= Beginning of Section =

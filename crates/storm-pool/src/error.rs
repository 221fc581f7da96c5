//! Broker error types.

use thiserror::Error;

/// Why an `acquire` did not produce a connection.
#[derive(Debug, Clone, PartialEq, Eq, Error)]
pub enum PoolError {
    /// The caller's cancellation fired before a connection was handed over.
    #[error("acquire cancelled before a connection became available")]
    Cancelled,

    /// The pool was closed before or while the caller was waiting.
    #[error("the daemon connection pool has been closed")]
    PoolClosed,

    /// A new connection was dialed for this caller and `connect` failed.
    #[error("a connection to the daemon could not be established: {0}")]
    Unavailable(String),
}

/// Rejected pool configuration.
#[derive(Debug, Clone, PartialEq, Eq, Error)]
pub enum ConfigError {
    #[error("max_connections must be at least 1")]
    ZeroMaxConnections,
}

pub type PoolResult<T> = Result<T, PoolError>;
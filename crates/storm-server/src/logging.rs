//! Tracing subscriber setup.

use serde::Deserialize;
use tracing_subscriber::EnvFilter;

/// Filter used when `RUST_LOG` is unset or unparsable.
pub const DEFAULT_FILTER: &str = "info,storm=debug";

/// Log output format.
#[derive(Debug, Clone, Copy, Default, PartialEq, Eq, Deserialize, clap::ValueEnum)]
#[serde(rename_all = "lowercase")]
pub enum LogStyle {
    /// Human-readable lines.
    #[default]
    Console,
    /// One JSON object per line.
    Json,
}

/// Install the global subscriber. Does nothing if one is already installed.
pub fn init(style: LogStyle) {
    let filter =
        EnvFilter::try_from_default_env().unwrap_or_else(|_| EnvFilter::new(DEFAULT_FILTER));
    let builder = tracing_subscriber::fmt().with_env_filter(filter);
    let installed = match style {
        LogStyle::Console => builder.try_init(),
        LogStyle::Json => builder.json().try_init(),
    };
    if installed.is_err() {
        tracing::debug!("tracing subscriber already installed");
    }
}
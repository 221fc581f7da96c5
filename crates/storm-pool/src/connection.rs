//! Backend connection and provider traits.
//!
//! The broker knows nothing about the backend protocol. A connection is any
//! stateful session that can be established and torn down; the provider is
//! the factory that hands the broker fresh, not-yet-connected handles.

use std::future::Future;

/// A stateful session to the backend daemon.
///
/// Handles are created unconnected by a [`Provider`], connected once by the
/// broker before first use, and closed either when they sit idle past the
/// pool's TTL or when the pool shuts down.
pub trait Connection: Send + 'static {
    /// Error returned by `connect` and `close`.
    type Error: std::error::Error + Send + Sync + 'static;

    /// Establish the session. Called exactly once per handle, from the
    /// broker's coordinator task.
    fn connect(&mut self) -> impl Future<Output = Result<(), Self::Error>> + Send;

    /// Tear the session down.
    fn close(&mut self) -> impl Future<Output = Result<(), Self::Error>> + Send;
}

/// Factory for new backend handles.
///
/// Any `FnMut() -> C` closure is a provider, which is how application
/// settings (host, credentials, protocol version) are captured.
pub trait Provider<C>: Send + 'static {
    /// Produce a new, unconnected handle.
    fn create(&mut self) -> C;
}

impl<C, F> Provider<C> for F
where
    F: FnMut() -> C + Send + 'static,
{
    fn create(&mut self) -> C {
        self()
    }
}
//! Combined view update for the web UI.
//!
//! One request returns everything a torrent list needs: statuses sorted by
//! hash, labels, session counters and free disk space. The response carries
//! an ETag; a client sending the same value back in an `ETag` header gets
//! 304 until something changes.

use std::collections::BTreeMap;

use axum::extract::{Query, State};
use axum::http::HeaderMap;
use axum::response::Response;
use serde::Serialize;
use sha2::{Digest, Sha256};
use tracing::debug;

use crate::daemon::{Daemon, SessionStatus, TorrentStatus};
use crate::error::{ApiError, ApiResult};
use crate::handlers::{TorrentQuery, ok};
use crate::ApiState;

#[derive(Debug, Clone, PartialEq, Serialize)]
pub struct ViewTorrent {
    pub hash: String,
    pub label: String,
    #[serde(flatten)]
    pub status: TorrentStatus,
}

#[derive(Debug, Clone, PartialEq, Serialize)]
pub struct ViewUpdate {
    pub torrents: Vec<ViewTorrent>,
    pub session: SessionStatus,
    pub disk_free: i64,
}

impl ViewUpdate {
    /// Pair statuses with labels. Torrents without a label get an empty one.
    pub fn new(
        torrents: BTreeMap<String, TorrentStatus>,
        mut labels: BTreeMap<String, String>,
        session: SessionStatus,
        disk_free: i64,
    ) -> Self {
        let torrents = torrents
            .into_iter()
            .map(|(hash, status)| ViewTorrent {
                label: labels.remove(&hash).unwrap_or_default(),
                hash,
                status,
            })
            .collect();
        Self {
            torrents,
            session,
            disk_free,
        }
    }

    /// Hex SHA-256 of the serialized update.
    pub fn etag(&self) -> ApiResult<String> {
        let bytes = serde_json::to_vec(self)?;
        Ok(hex::encode(Sha256::digest(&bytes)))
    }
}

#[derive(Debug, Serialize)]
pub struct ViewUpdateResponse {
    #[serde(flatten)]
    pub update: ViewUpdate,
    pub etag: String,
}

/// GET /api/view
pub async fn view_update<D: Daemon>(
    State(state): State<ApiState<D>>,
    Query(pairs): Query<Vec<(String, String)>>,
    headers: HeaderMap,
) -> ApiResult<Response> {
    let query = TorrentQuery::from_pairs(pairs);
    let filter = query.filter();
    let path = query.path;

    let update = state
        .with_session(|conn| {
            Box::pin(async move {
                let torrents = conn.torrents_status(&filter).await?;
                let labels = match conn.torrents_labels(&filter).await {
                    Ok(labels) => labels,
                    Err(e) => {
                        debug!(error = %e, "torrent labels unavailable");
                        BTreeMap::new()
                    }
                };
                let session = conn.session_status().await?;
                let disk_free = match conn.free_space(path.as_deref()).await {
                    Ok(free) => free,
                    Err(e) => {
                        debug!(error = %e, "free space unavailable");
                        0
                    }
                };
                Ok(ViewUpdate::new(torrents, labels, session, disk_free))
            })
        })
        .await?;

    let etag = update.etag()?;
    let unchanged = headers
        .get("etag")
        .and_then(|v| v.to_str().ok())
        .is_some_and(|requested| requested == etag);
    if unchanged {
        return Err(ApiError::NotModified);
    }

    Ok(ok(ViewUpdateResponse { update, etag }))
}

= End of Section =

**The problem**: Search the listing above for lines containing "headers", and copy them.

**Exercise solution**:
    headers: HeaderMap,
    let unchanged = headers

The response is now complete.